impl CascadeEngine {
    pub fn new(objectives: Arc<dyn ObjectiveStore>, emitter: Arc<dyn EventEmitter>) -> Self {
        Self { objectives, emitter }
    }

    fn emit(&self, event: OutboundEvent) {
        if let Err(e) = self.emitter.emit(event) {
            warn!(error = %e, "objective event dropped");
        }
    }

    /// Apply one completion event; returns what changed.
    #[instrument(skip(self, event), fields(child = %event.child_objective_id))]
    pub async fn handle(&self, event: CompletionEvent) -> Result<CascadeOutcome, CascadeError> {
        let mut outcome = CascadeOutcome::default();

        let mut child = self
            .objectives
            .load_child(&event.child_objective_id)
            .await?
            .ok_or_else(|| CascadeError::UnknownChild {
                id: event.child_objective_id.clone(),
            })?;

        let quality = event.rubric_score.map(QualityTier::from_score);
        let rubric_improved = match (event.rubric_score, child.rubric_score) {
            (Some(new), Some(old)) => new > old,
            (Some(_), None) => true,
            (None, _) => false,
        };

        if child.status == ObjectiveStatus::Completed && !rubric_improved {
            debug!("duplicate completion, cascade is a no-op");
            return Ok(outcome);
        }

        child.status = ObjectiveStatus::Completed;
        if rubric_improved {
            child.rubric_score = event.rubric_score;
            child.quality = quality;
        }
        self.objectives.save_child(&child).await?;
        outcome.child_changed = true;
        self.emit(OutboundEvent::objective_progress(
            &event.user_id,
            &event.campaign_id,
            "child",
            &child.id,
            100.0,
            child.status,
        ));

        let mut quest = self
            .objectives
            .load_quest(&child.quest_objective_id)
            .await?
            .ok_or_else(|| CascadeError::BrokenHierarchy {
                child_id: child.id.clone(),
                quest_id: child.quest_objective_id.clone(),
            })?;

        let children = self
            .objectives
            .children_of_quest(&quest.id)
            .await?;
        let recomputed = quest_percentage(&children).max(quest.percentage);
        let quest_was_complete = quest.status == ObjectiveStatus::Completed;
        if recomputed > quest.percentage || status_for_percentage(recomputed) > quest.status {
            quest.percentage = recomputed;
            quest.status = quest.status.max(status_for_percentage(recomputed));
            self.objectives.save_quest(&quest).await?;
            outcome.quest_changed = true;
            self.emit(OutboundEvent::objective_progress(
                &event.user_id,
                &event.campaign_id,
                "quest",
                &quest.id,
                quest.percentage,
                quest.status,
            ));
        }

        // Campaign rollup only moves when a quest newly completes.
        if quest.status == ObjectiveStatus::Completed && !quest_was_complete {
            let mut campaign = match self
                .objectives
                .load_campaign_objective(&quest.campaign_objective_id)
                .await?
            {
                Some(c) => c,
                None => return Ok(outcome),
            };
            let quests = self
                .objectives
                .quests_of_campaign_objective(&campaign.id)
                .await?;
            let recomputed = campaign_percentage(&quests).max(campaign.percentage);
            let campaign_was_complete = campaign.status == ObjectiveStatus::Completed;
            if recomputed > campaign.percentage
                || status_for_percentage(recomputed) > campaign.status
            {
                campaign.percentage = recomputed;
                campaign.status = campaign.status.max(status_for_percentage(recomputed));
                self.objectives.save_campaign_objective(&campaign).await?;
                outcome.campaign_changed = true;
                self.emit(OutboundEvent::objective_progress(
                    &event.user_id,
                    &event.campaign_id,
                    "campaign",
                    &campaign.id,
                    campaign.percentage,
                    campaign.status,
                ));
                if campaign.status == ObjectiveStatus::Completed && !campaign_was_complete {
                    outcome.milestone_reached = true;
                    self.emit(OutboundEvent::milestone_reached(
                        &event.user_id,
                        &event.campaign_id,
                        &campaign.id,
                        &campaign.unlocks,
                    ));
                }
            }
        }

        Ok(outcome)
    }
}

Activity —
In the entries above, identify every line with the string "CascadeError".

Expected answer —
    pub async fn handle(&self, event: CompletionEvent) -> Result<CascadeOutcome, CascadeError> {
            .ok_or_else(|| CascadeError::UnknownChild {
            .ok_or_else(|| CascadeError::BrokenHierarchy {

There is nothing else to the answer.